Dans l’ensemble, la Commission ne voit rien dans la preuve qui justifie un rajustement des taux payables par les utilisateurs de musique à la radio aux créateurs de cette musique. Par conséquent, les taux payables par les stations de radio commerciale pour leur utilisation de musique resteront les mêmes. Cependant, le tarif est modifié sous deux aspects. Premièrement, on exigera de la station qui soutient être un petit utilisateur qu’elle conserve et mette à la disposition de la SOCAN l’enregistrement complet de ses quatre-vingt-dix derniers jours de diffusion. Deuxièmement, on prévoira expressément qu’il n’est pas tenu compte de la musique de production pour déterminer le statut de petit utilisateur d’une station.

TARIF 2.A.1 (TÉLÉVISION COMMERCIALE)

VI. INTRODUCTION

C’est en 1951 que la Commission d’appel du droit d’auteur a établi pour la première fois les droits que les stations de television commerciale versent aux sociétés de gestion pour l’exécution publique de musique sur leurs ondes. De 1951 à 1955, les parties s’entendirent pour que chaque station verse un montant forfaitaire. En 1956 et 1957, des ententes intervinrent mais aucun tarif ne fut déposé. En 1958, une entente établit un montant global pour l’ensemble des stations. Suite à des audiences, les parties demandèrent que le tarif pour 1959 soit établi à 2,1 pour cent des revenus des stations. D’autres ententes intervinrent de 1960 à 1977; d’abord maintenu 2,1 pour cent, le taux passa progressivement de 2,2 pour cent en 1963 à 2,4 pour cent en 1974. En 1978, l’ACR s’opposa pour la première fois au projet de tarif, qui fut malgré tout maintenu à 2,4 pour cent; il en fut de même en 1979. Une entente entérinée par la Commission maintint le taux à ce niveau de 1980 à 1984. Depuis, l’ACR s’est opposée au projet de tarif à chaque année. En 1985, la Commission maintint le taux de 2,4 pour cent, mais édicta que le montant des droits à verser ne saurait dépasser celui versé en 1984. En 1986, la Commission décida de ramener le taux 2,1 pour cent, taux qu’elle maintint de 1987 à 1989. [18]

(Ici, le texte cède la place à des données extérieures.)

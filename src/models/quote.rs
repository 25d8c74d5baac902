//! Quote snapshots accumulated from partial `qsd` updates.

use chrono::DateTime;
use chrono_tz::Tz;
use serde::Serialize;
use serde_json::{Map, Value};

use crate::timezone::{self, RawTimestamp};

/// Fields requested by push-mode subscriptions when the caller names none.
pub const STREAM_FIELDS: [&str; 5] = ["lp", "ch", "lp_time", "chp", "volume"];

/// Merges `update` into `target`: nested objects merge recursively, every
/// other value overwrites. Keys absent from `update` are never dropped.
pub fn deep_merge(target: &mut Map<String, Value>, update: Map<String, Value>) {
    for (key, value) in update {
        let Value::Object(incoming) = value else {
            target.insert(key, value);
            continue;
        };

        if let Some(Value::Object(existing)) = target.get_mut(&key) {
            deep_merge(existing, incoming);
        } else {
            target.insert(key, Value::Object(incoming));
        }
    }
}

/// The merged set of field values known for one symbol.
#[derive(Debug, Clone, Default, PartialEq, Serialize)]
#[serde(transparent)]
pub struct QuoteSnapshot {
    fields: Map<String, Value>,
}

impl QuoteSnapshot {
    pub fn new() -> Self {
        Self::default()
    }

    /// Deep-merges a partial update into this snapshot.
    pub fn merge(&mut self, update: Map<String, Value>) {
        deep_merge(&mut self.fields, update);
    }

    pub fn get(&self, field: &str) -> Option<&Value> {
        self.fields.get(field)
    }

    pub fn fields(&self) -> &Map<String, Value> {
        &self.fields
    }

    pub fn into_fields(self) -> Map<String, Value> {
        self.fields
    }

    pub fn is_empty(&self) -> bool {
        self.fields.is_empty()
    }

    /// Last price (`lp`).
    pub fn price(&self) -> Option<f64> {
        self.number("lp")
    }

    /// Absolute change (`ch`).
    pub fn change(&self) -> Option<f64> {
        self.number("ch")
    }

    /// Percent change (`chp`).
    pub fn change_pct(&self) -> Option<f64> {
        self.number("chp")
    }

    pub fn volume(&self) -> Option<f64> {
        self.number("volume")
    }

    /// Epoch seconds of the last price (`lp_time`).
    pub fn timestamp_ts(&self) -> Option<i64> {
        self.timestamp(&Tz::UTC).map(|ts| ts.timestamp())
    }

    /// Time of the last price, converted to `tz`.
    ///
    /// `lp_time` is usually epoch seconds; textual values are parsed, and
    /// only those without an offset are taken as UTC.
    pub fn timestamp(&self, tz: &Tz) -> Option<DateTime<Tz>> {
        let raw = match self.get("lp_time")? {
            Value::String(text) => RawTimestamp::parse(text).ok()?,
            other => RawTimestamp::Epoch(other.as_f64()? as i64),
        };
        timezone::normalize(&raw, tz).ok()
    }

    fn number(&self, field: &str) -> Option<f64> {
        self.get(field).and_then(Value::as_f64)
    }
}

impl From<Map<String, Value>> for QuoteSnapshot {
    fn from(fields: Map<String, Value>) -> Self {
        Self { fields }
    }
}

/// One push-mode update delivered to a stream callback.
#[derive(Debug, Clone, PartialEq)]
pub struct QuoteUpdate {
    pub symbol: String,
    /// Fields carried by this message only.
    pub changed: Map<String, Value>,
    /// Snapshot after the change was merged.
    pub snapshot: QuoteSnapshot,
}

Le montant des droits a crû avec l’industrie : de 210 000 $ qu’ils étaient en 1958, ils sont passés à plus de 20 millions de $ en 1989.

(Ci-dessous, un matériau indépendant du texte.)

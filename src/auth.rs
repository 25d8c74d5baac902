//! Authentication token retrieval and caching.
//!
//! Every session-bearing command sequence starts with `set_auth_token`.
//! The token is obtained at most once per [`TokenCache`] through a
//! [`CredentialProvider`]; without credentials the service accepts the
//! literal [`UNAUTHORIZED_TOKEN`] for delayed, anonymous data.

use std::sync::Arc;

use async_trait::async_trait;
use tokio::sync::OnceCell;
use tracing::{info, warn};
use zeroize::Zeroizing;

use crate::Result;
use crate::config::TradingViewConfig;
use crate::error::TvError;

/// Token sent when no credentials are configured.
pub const UNAUTHORIZED_TOKEN: &str = "unauthorized_user_token";

/// Tokens issued by a successful login.
#[derive(Debug, Clone, PartialEq, Eq)]
pub struct AuthTokens {
    pub access_token: String,
    pub refresh_token: Option<String>,
}

/// Exchanges a login pair for tokens.
#[async_trait]
pub trait CredentialProvider: Send + Sync {
    /// # Errors
    ///
    /// Returns [`TvError::Credential`](crate::TvError::Credential) if the
    /// login is rejected or the provider cannot be reached.
    async fn fetch_token(&self, username: &str, password: &str) -> Result<AuthTokens>;
}

/// Provider that hands out a token issued ahead of time.
#[derive(Debug, Clone)]
pub struct StaticToken(String);

impl StaticToken {
    pub fn new(token: impl Into<String>) -> Self {
        Self(token.into())
    }
}

#[async_trait]
impl CredentialProvider for StaticToken {
    async fn fetch_token(&self, _username: &str, _password: &str) -> Result<AuthTokens> {
        Ok(AuthTokens {
            access_token: self.0.clone(),
            refresh_token: None,
        })
    }
}

struct Login {
    username: String,
    password: Zeroizing<String>,
    provider: Arc<dyn CredentialProvider>,
}

/// Lazily fetched, shared auth token.
///
/// Concurrent first callers of [`token`](Self::token) wait on a single
/// fetch. Clones share the same cell.
#[derive(Clone)]
pub struct TokenCache {
    cell: Arc<OnceCell<String>>,
    login: Option<Arc<Login>>,
}

impl std::fmt::Debug for TokenCache {
    fn fmt(&self, f: &mut std::fmt::Formatter<'_>) -> std::fmt::Result {
        f.debug_struct("TokenCache")
            .field("initialized", &self.cell.initialized())
            .field("has_login", &self.login.is_some())
            .finish()
    }
}

impl TokenCache {
    /// Always resolves to [`UNAUTHORIZED_TOKEN`].
    pub fn anonymous() -> Self {
        Self {
            cell: Arc::new(OnceCell::new()),
            login: None,
        }
    }

    /// Resolves to `token` without contacting any provider.
    pub fn preset(token: impl Into<String>) -> Self {
        Self {
            cell: Arc::new(OnceCell::new_with(Some(token.into()))),
            login: None,
        }
    }

    /// Logs in through `provider` on first use.
    pub fn login(
        username: impl Into<String>,
        password: Zeroizing<String>,
        provider: Arc<dyn CredentialProvider>,
    ) -> Self {
        Self {
            cell: Arc::new(OnceCell::new()),
            login: Some(Arc::new(Login {
                username: username.into(),
                password,
                provider,
            })),
        }
    }

    /// Picks the cache matching the configuration: a pre-issued token wins,
    /// then a login pair through `provider`, then anonymous access.
    pub fn from_config(
        config: &TradingViewConfig,
        provider: Option<Arc<dyn CredentialProvider>>,
    ) -> Self {
        if let Some(token) = &config.auth_token {
            return Self::preset(token.clone());
        }

        match (&config.username, &config.password, provider) {
            (Some(username), Some(password), Some(provider)) => {
                Self::login(username.clone(), password.clone(), provider)
            }
            (Some(_), Some(_), None) => {
                warn!("Login configured but no credential provider available, connecting anonymously");
                Self::anonymous()
            }
            _ => Self::anonymous(),
        }
    }

    /// Returns the cached token, fetching it first if needed.
    ///
    /// # Errors
    ///
    /// Propagates the provider's error. A failed fetch leaves the cache
    /// empty so the next call tries again.
    pub async fn token(&self) -> Result<String> {
        let token = self
            .cell
            .get_or_try_init(|| async {
                let Some(login) = &self.login else {
                    info!("No credentials configured, using unauthorized token");
                    return Ok::<_, TvError>(UNAUTHORIZED_TOKEN.to_string());
                };
                let tokens = login
                    .provider
                    .fetch_token(&login.username, &login.password)
                    .await?;
                info!(username = %login.username, "Obtained authentication token");
                Ok(tokens.access_token)
            })
            .await?;
        Ok(token.clone())
    }
}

Les présents motifs portent sur les années 1990 à 1993. C’est la première fois que la Commission du droit d’auteur est appelée à se pencher sur le tarif 2.A.1, pour établir les redevances payables pour la musique utilisée par les stations de télévision commerciale. Cet examen n’a pu avoir lieu plus tôt à cause d’une contestation judiciaire portant sur le projet de tarif 2.A.2, visant les réseaux de télévision commerciale. La décision de la Cour d’appel fédérale dans cette affaire fait l’objet d’une demande de permission d’appel devant la Cour suprême du Canada; les parties ont néanmoins demandé à la Commission de procéder à l’examen du tarif 2.A.1.

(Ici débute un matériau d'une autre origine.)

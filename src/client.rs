//! High-level client fanning requests out over independent connections.
//!
//! [`TradingView`] owns the connector, the shared token cache and the pool
//! size. Each symbol of an OHLCV request runs on its own connection; at
//! most `workers` of them are in flight at once. Results are tagged with
//! their symbol and merged into a single [`OhlcvTable`].

use std::convert::Infallible;
use std::sync::Arc;
use std::time::Duration;

use chrono_tz::Tz;
use futures_util::{StreamExt, TryStreamExt, stream};
use tracing::{debug, info, warn};

use crate::Result;
use crate::auth::{CredentialProvider, TokenCache};
use crate::config::TradingViewConfig;
use crate::error::TvError;
use crate::models::quote::{QuoteSnapshot, QuoteUpdate, STREAM_FIELDS};
use crate::models::series::Adjustment;
use crate::models::study::Study;
use crate::table::OhlcvTable;
use crate::websocket::{
    self, ChartRequest, Connection, Connector, Quotes, SessionAuth, WsConnector,
};

/// Wait between reconnect attempts of a quote stream.
pub const STREAM_BACKOFF: Duration = Duration::from_secs(30);

/// Data quality requested by [`TradingView::from_config`].
const HIGH_QUALITY: &str = "high";

/// How a quote stream recovers from transport loss.
#[derive(Debug, Clone, Copy, PartialEq, Eq)]
pub struct RetryPolicy {
    pub backoff: Duration,
    /// Consecutive failed attempts before giving up; `None` retries forever.
    pub max_attempts: Option<u32>,
}

impl Default for RetryPolicy {
    fn default() -> Self {
        Self {
            backoff: STREAM_BACKOFF,
            max_attempts: None,
        }
    }
}

/// A multi-symbol historical bar request.
#[derive(Debug, Clone, PartialEq)]
pub struct OhlcvRequest {
    pub symbols: Vec<String>,
    pub interval: String,
    /// Bars wanted per symbol.
    pub candles: u32,
    pub studies: Vec<Study>,
    pub adjustment: Adjustment,
    pub currency: String,
    /// Zone of the `timestamp` column of the result.
    pub timezone: Tz,
}

impl OhlcvRequest {
    pub fn new<I, S>(symbols: I, interval: impl Into<String>, candles: u32) -> Self
    where
        I: IntoIterator<Item = S>,
        S: Into<String>,
    {
        Self {
            symbols: symbols.into_iter().map(Into::into).collect(),
            interval: interval.into(),
            candles,
            studies: Vec::new(),
            adjustment: Adjustment::default(),
            currency: "USD".to_string(),
            timezone: Tz::UTC,
        }
    }

    /// Adds studies from the built-in catalogue by name.
    ///
    /// # Errors
    ///
    /// Returns [`TvError::Validation`] for names outside
    /// [`BUILTIN_STUDIES`](crate::models::study::BUILTIN_STUDIES).
    pub fn with_builtin_studies(mut self, names: &[&str]) -> Result<Self> {
        for name in names {
            let study = Study::builtin(name)
                .ok_or_else(|| TvError::Validation(format!("unknown study {name:?}")))?;
            self.studies.push(study);
        }
        Ok(self)
    }

    #[must_use]
    pub fn with_study(mut self, study: Study) -> Self {
        self.studies.push(study);
        self
    }

    #[must_use]
    pub fn with_adjustment(mut self, adjustment: Adjustment) -> Self {
        self.adjustment = adjustment;
        self
    }

    #[must_use]
    pub fn with_timezone(mut self, timezone: Tz) -> Self {
        self.timezone = timezone;
        self
    }

    fn validate(&self) -> Result<()> {
        if self.symbols.is_empty() {
            return Err(TvError::Validation("no symbols requested".into()));
        }
        if self.candles == 0 {
            return Err(TvError::Validation("candle count must be at least 1".into()));
        }
        if self.interval.is_empty() {
            return Err(TvError::Validation("interval must not be empty".into()));
        }
        Ok(())
    }

    /// Indicator columns of the result when no bars arrive.
    fn indicator_columns(&self) -> Vec<String> {
        self.studies
            .iter()
            .flat_map(|study| study.column_names(study.outputs.len().max(1)))
            .collect()
    }
}

/// Client for TradingView quotes and bar history.
pub struct TradingView<C: Connector = WsConnector> {
    connector: C,
    tokens: TokenCache,
    workers: usize,
    chart_timeout: Duration,
    data_quality: Option<String>,
    stream_retry: RetryPolicy,
}

impl TradingView<WsConnector> {
    /// Builds a client for the configured endpoint. `provider` performs the
    /// login when a username and password are configured.
    pub fn from_config(
        config: &TradingViewConfig,
        provider: Option<Arc<dyn CredentialProvider>>,
    ) -> Self {
        Self::new(
            WsConnector::from_config(config),
            TokenCache::from_config(config, provider),
        )
        .with_workers(config.workers)
        .with_chart_timeout(config.chart_timeout)
        .with_data_quality(Some(HIGH_QUALITY.to_string()))
    }
}

impl<C: Connector> TradingView<C> {
    pub fn new(connector: C, tokens: TokenCache) -> Self {
        Self {
            connector,
            tokens,
            workers: 1,
            chart_timeout: Duration::from_secs(60),
            data_quality: None,
            stream_retry: RetryPolicy::default(),
        }
    }

    /// Symbols fetched concurrently; values below 1 are treated as 1.
    #[must_use]
    pub fn with_workers(mut self, workers: usize) -> Self {
        self.workers = workers.max(1);
        self
    }

    #[must_use]
    pub fn with_chart_timeout(mut self, timeout: Duration) -> Self {
        self.chart_timeout = timeout;
        self
    }

    #[must_use]
    pub fn with_data_quality(mut self, quality: Option<String>) -> Self {
        self.data_quality = quality;
        self
    }

    #[must_use]
    pub fn with_retry_policy(mut self, policy: RetryPolicy) -> Self {
        self.stream_retry = policy;
        self
    }

    pub fn workers(&self) -> usize {
        self.workers
    }

    pub fn connector(&self) -> &C {
        &self.connector
    }

    async fn open(&self) -> Result<(Connection<C::Transport>, SessionAuth)> {
        let auth = SessionAuth {
            token: self.tokens.token().await?,
            data_quality: self.data_quality.clone(),
        };
        let transport = self.connector.open().await?;
        Ok((Connection::new(transport), auth))
    }

    /// Fetches one snapshot per symbol over a single connection.
    ///
    /// # Errors
    ///
    /// See [`websocket::fetch_quotes`].
    pub async fn quotes(&self, symbols: &[String], fields: &[String]) -> Result<Quotes> {
        if symbols.is_empty() {
            return Err(TvError::Validation("no symbols requested".into()));
        }

        let (mut conn, auth) = self.open().await?;
        let result = websocket::fetch_quotes(&mut conn, &auth, symbols, fields).await;
        close_quietly(conn).await;
        result
    }

    /// Fetches the snapshot of a single symbol.
    ///
    /// # Errors
    ///
    /// See [`websocket::fetch_quotes`].
    pub async fn quote(&self, symbol: &str, fields: &[String]) -> Result<QuoteSnapshot> {
        let mut quotes = self.quotes(&[symbol.to_string()], fields).await?;
        quotes.remove(symbol).ok_or(TvError::ConnectionClosed)
    }

    /// Fetches bars and studies for every symbol of `request`.
    ///
    /// One extra bar per symbol is requested, since the server answers with
    /// one fewer than asked. Symbols run on separate connections, at most
    /// [`workers`](Self::workers) at a time. When no symbol yields any row
    /// the result is an empty table with the full column set.
    ///
    /// # Errors
    ///
    /// Returns [`TvError::Validation`] for an invalid request, otherwise the
    /// first error of any symbol; see [`websocket::fetch_chart`].
    pub async fn ohlcv(&self, request: &OhlcvRequest) -> Result<OhlcvTable> {
        request.validate()?;

        let chart = ChartRequest {
            interval: request.interval.clone(),
            bars: request.candles.saturating_add(1),
            studies: request.studies.clone(),
            adjustment: request.adjustment,
            currency: request.currency.clone(),
            timeout: self.chart_timeout,
        };

        info!(
            symbols = request.symbols.len(),
            interval = %chart.interval,
            bars = chart.bars,
            studies = chart.studies.len(),
            workers = self.workers,
            "Fetching bar history"
        );

        let chart = &chart;
        let tables: Vec<OhlcvTable> = stream::iter(&request.symbols)
            .map(|symbol| async move {
                let (mut conn, auth) = self.open().await?;
                let frame = websocket::fetch_chart_chunked(&mut conn, &auth, symbol, chart).await;
                close_quietly(conn).await;
                OhlcvTable::from_frame(symbol, &frame?, &request.timezone)
            })
            .buffer_unordered(self.workers)
            .try_collect()
            .await?;

        let table = OhlcvTable::concat(tables, request.indicator_columns());
        debug!(rows = table.len(), "Bar history merged");
        Ok(table)
    }

    /// Streams quote updates for `symbols` to `on_update` until cancelled.
    ///
    /// Retryable failures reconnect after the retry policy's backoff and
    /// subscribe again. The attempt counter resets whenever a connection
    /// delivers at least one update. With no `fields`, [`STREAM_FIELDS`]
    /// are requested.
    ///
    /// # Errors
    ///
    /// Returns the first non-retryable error, or the last error once
    /// `max_attempts` consecutive attempts have failed.
    pub async fn stream_quotes<F>(
        &self,
        symbols: &[String],
        fields: &[String],
        mut on_update: F,
    ) -> Result<Infallible>
    where
        F: FnMut(&QuoteUpdate),
    {
        if symbols.is_empty() {
            return Err(TvError::Validation("no symbols requested".into()));
        }

        let fields: Vec<String> = if fields.is_empty() {
            STREAM_FIELDS.iter().map(|f| f.to_string()).collect()
        } else {
            fields.to_vec()
        };

        let mut attempts: u32 = 0;
        loop {
            let mut delivered = false;
            let err = match self.open().await {
                Ok((mut conn, auth)) => {
                    let outcome =
                        websocket::stream_quotes(&mut conn, &auth, symbols, &fields, |update| {
                            delivered = true;
                            on_update(update);
                        })
                        .await;
                    close_quietly(conn).await;
                    match outcome {
                        Ok(never) => match never {},
                        Err(e) => e,
                    }
                }
                Err(e) => e,
            };

            if !err.is_retryable() {
                return Err(err);
            }

            attempts = if delivered { 1 } else { attempts + 1 };
            if self
                .stream_retry
                .max_attempts
                .is_some_and(|max| attempts >= max)
            {
                return Err(err);
            }

            warn!(
                error = %err,
                attempt = attempts,
                backoff_secs = self.stream_retry.backoff.as_secs(),
                "Quote stream interrupted, reconnecting"
            );
            tokio::time::sleep(self.stream_retry.backoff).await;
        }
    }
}

async fn close_quietly<T: websocket::Transport>(conn: Connection<T>) {
    if let Err(e) = conn.close().await {
        debug!(error = %e, "Error while closing connection");
    }
}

L’ACR s’est opposée aux projets de tarif concernés. Les opérateurs de stations de télévision qui avaient fait de même s’en sont remis à la preuve déposée par l’ACR. Les audiences ont duré douze jours, répartis entre le 12 janvier et le 4 février 1993.

Les projets de tarif déposés par la SOCAN sont identiques à celui adopté en 1989. [19]

Pour sa part, l’ACR propose d’utiliser comme point de départ le montant des droits versés par les stations américaines aux sociétés de gestion américaines. Le rapport entre leurs redevances et leurs revenus servirait de taux pour les stations canadiennes. Le montant ainsi obtenu, représentant moins de la moitié de ce que les stations payent en ce moment, serait ensuite ajusté pour tenir compte de l’inflation. La fraction que chaque station verserait à la SOCAN serait égale au rapport entre les droits qu’elle a versés en 1990 et le montant total des droits versés au titre du tarif 2.A.1 en 1990.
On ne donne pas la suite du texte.